Below are records; please set down exactly the lines from the first through the one containing "use crate::models::FolderPath;".

Collected data entries

------------------------------

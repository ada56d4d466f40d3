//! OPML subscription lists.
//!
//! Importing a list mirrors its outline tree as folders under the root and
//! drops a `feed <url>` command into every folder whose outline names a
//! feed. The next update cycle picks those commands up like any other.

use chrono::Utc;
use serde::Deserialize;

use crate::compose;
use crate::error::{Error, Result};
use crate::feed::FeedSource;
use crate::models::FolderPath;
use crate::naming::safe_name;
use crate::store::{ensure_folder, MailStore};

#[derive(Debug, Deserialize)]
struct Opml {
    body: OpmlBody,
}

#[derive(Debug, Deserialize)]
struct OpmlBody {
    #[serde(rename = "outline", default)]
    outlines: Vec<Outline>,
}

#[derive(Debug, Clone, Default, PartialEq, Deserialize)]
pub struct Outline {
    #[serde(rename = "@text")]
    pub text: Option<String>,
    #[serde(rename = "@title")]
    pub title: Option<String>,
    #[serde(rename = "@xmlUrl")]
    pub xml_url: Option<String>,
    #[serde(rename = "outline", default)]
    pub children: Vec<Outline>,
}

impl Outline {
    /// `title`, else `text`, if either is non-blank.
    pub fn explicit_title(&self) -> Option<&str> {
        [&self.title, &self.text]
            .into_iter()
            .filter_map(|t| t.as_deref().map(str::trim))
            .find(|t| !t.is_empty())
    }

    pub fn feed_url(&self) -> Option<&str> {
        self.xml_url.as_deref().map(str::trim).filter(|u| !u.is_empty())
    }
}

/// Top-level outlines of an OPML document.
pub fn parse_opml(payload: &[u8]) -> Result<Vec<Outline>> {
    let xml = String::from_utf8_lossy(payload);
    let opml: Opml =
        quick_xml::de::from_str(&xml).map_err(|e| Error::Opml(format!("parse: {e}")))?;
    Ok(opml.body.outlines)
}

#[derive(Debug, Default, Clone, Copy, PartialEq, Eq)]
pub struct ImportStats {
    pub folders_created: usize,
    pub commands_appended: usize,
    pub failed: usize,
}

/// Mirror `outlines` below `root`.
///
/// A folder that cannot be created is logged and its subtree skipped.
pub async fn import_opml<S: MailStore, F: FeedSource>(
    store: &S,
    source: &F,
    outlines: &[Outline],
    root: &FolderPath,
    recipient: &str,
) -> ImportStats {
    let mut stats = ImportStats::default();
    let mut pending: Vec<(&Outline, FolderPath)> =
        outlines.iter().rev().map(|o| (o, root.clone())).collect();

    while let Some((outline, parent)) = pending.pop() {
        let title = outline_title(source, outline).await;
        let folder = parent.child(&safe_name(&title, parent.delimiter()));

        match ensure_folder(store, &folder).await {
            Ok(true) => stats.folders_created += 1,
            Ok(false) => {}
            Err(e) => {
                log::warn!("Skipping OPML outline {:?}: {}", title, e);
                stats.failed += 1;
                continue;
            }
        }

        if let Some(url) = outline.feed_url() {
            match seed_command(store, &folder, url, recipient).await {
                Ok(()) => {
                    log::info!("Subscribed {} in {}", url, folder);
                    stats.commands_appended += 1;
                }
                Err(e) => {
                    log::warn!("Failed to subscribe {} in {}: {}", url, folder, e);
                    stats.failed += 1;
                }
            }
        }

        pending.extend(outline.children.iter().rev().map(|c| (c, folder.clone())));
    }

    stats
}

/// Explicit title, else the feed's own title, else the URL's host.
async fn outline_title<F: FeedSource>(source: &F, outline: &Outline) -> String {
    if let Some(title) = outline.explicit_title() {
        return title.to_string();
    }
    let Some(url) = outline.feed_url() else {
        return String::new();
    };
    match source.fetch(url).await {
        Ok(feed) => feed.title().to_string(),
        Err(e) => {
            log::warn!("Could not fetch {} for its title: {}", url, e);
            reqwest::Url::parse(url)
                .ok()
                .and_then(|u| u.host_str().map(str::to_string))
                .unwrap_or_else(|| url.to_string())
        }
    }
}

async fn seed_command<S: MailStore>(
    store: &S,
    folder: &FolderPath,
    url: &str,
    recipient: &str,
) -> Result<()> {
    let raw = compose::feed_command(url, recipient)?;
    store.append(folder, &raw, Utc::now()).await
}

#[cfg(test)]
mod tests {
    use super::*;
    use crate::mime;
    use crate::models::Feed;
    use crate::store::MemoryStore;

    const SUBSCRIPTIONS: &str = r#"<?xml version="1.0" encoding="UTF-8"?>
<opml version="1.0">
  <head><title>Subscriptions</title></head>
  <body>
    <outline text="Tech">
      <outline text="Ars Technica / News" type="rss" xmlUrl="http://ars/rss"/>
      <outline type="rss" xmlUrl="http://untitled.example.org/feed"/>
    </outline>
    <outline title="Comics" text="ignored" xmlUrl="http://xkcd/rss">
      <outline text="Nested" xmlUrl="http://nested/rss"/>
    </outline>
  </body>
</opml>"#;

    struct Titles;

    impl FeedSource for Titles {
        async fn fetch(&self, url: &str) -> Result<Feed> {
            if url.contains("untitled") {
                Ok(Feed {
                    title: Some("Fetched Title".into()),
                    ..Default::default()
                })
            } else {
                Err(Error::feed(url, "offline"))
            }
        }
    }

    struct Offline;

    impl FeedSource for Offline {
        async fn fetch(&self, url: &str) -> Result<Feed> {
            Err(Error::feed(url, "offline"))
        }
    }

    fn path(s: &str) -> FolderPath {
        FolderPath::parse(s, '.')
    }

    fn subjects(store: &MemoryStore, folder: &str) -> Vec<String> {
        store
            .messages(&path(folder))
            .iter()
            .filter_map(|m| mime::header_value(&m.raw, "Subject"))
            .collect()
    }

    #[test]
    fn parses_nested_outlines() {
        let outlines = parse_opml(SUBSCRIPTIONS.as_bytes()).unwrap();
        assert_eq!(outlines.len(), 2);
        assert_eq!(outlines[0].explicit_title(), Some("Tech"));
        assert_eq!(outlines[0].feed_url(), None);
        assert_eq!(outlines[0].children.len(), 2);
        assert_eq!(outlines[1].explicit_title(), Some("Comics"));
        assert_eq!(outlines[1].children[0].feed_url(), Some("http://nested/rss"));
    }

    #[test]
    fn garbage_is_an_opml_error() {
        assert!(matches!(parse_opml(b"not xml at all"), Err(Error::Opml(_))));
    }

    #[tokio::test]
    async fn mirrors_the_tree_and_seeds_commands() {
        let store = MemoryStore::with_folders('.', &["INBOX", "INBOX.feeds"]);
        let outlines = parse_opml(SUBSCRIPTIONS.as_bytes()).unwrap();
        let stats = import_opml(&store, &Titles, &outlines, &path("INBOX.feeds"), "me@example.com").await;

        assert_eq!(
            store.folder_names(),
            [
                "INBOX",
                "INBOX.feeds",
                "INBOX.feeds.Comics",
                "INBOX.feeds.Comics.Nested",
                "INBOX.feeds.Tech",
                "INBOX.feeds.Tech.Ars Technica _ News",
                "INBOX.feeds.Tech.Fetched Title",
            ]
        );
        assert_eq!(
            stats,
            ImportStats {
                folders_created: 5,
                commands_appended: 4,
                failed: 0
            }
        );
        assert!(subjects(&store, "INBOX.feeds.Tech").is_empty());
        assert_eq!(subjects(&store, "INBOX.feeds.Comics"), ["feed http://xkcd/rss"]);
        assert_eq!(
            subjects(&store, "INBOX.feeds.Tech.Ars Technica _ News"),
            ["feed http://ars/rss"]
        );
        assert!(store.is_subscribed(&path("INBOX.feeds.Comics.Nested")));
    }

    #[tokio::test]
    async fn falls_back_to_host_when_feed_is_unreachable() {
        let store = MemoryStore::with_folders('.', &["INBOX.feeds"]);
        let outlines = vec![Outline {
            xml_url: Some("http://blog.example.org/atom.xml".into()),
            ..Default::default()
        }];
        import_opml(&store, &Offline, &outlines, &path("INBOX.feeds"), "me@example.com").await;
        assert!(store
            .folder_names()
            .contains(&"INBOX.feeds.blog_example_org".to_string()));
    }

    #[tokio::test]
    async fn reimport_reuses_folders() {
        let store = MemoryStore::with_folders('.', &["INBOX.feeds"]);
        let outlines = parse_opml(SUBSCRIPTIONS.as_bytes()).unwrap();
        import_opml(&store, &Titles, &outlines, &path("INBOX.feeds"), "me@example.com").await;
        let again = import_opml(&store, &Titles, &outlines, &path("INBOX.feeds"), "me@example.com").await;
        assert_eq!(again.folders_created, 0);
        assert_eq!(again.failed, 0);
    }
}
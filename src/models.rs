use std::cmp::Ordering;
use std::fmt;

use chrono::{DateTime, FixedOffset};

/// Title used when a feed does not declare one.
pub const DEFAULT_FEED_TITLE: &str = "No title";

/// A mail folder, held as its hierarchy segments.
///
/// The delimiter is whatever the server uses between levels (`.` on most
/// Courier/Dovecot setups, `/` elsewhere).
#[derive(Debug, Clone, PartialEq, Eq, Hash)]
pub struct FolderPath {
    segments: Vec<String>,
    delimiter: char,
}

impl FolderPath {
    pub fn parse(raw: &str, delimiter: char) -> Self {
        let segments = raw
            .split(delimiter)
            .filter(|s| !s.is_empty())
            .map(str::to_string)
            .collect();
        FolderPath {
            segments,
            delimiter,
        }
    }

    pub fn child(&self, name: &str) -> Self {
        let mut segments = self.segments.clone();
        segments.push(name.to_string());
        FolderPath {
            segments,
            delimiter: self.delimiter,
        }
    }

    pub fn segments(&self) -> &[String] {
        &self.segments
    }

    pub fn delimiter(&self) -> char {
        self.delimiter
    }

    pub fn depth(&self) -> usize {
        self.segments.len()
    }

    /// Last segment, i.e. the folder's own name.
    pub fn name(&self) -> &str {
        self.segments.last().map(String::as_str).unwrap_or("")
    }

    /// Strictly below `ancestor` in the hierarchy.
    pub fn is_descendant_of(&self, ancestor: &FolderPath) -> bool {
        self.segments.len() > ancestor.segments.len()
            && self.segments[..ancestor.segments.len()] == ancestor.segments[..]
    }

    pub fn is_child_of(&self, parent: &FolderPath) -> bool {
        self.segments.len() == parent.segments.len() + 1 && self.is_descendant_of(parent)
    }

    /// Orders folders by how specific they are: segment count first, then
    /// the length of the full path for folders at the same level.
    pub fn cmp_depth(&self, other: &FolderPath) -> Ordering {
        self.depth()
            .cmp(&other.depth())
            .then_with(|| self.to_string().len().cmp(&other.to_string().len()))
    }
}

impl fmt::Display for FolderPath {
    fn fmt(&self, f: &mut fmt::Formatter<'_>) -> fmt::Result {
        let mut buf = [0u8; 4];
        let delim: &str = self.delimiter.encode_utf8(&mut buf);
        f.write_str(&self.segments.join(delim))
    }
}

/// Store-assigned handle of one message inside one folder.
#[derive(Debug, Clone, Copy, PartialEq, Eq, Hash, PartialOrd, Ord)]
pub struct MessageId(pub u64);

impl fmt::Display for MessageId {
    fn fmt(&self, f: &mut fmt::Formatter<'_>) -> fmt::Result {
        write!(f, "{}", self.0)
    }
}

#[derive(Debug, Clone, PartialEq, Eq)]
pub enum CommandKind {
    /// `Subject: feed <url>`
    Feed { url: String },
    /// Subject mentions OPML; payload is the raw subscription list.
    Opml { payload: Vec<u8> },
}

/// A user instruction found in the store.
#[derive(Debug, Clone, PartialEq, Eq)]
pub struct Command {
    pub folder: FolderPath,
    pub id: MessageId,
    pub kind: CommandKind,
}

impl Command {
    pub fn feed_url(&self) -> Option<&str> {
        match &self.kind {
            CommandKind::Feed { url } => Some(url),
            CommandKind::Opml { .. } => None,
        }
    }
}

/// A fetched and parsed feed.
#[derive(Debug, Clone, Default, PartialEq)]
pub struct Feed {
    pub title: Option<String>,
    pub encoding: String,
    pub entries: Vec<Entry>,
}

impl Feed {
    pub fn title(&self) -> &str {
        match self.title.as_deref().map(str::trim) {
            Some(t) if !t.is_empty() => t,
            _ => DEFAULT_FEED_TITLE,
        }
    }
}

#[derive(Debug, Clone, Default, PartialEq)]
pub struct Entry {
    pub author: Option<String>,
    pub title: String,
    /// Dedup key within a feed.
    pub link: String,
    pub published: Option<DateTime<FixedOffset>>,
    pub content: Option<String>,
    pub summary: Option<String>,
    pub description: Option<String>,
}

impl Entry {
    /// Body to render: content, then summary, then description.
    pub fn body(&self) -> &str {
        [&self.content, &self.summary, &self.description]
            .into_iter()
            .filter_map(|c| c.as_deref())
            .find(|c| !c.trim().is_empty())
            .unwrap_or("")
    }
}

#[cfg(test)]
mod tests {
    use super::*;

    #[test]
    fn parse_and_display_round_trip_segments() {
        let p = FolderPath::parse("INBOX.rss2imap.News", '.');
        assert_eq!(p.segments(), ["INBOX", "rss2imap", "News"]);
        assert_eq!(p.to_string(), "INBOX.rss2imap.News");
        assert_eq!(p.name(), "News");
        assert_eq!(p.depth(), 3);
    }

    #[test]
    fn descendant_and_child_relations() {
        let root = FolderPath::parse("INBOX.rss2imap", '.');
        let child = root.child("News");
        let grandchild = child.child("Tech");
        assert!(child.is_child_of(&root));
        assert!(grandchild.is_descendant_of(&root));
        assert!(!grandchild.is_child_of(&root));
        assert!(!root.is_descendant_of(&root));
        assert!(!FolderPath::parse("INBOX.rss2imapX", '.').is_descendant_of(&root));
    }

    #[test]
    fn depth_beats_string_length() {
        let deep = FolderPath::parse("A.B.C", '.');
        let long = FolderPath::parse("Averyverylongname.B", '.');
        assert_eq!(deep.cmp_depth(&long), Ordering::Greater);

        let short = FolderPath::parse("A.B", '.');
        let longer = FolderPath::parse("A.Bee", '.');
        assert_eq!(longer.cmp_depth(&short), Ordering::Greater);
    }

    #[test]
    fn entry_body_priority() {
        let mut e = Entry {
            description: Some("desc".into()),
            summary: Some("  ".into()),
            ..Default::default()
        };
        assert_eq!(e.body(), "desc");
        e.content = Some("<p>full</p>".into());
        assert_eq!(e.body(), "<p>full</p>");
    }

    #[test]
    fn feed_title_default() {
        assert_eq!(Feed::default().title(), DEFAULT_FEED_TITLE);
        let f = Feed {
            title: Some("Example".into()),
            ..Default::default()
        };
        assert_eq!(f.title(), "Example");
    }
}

------------------------------

Task output:
repository ada56d4d466f40d3
//! OPML subscription lists.
//!
//! Importing a list mirrors its outline tree as folders under the root and
//! drops a `feed <url>` command into every folder whose outline names a
//! feed. The next update cycle picks those commands up like any other.

use chrono::Utc;
use serde::Deserialize;

use crate::compose;
use crate::error::{Error, Result};
use crate::feed::FeedSource;
use crate::models::FolderPath;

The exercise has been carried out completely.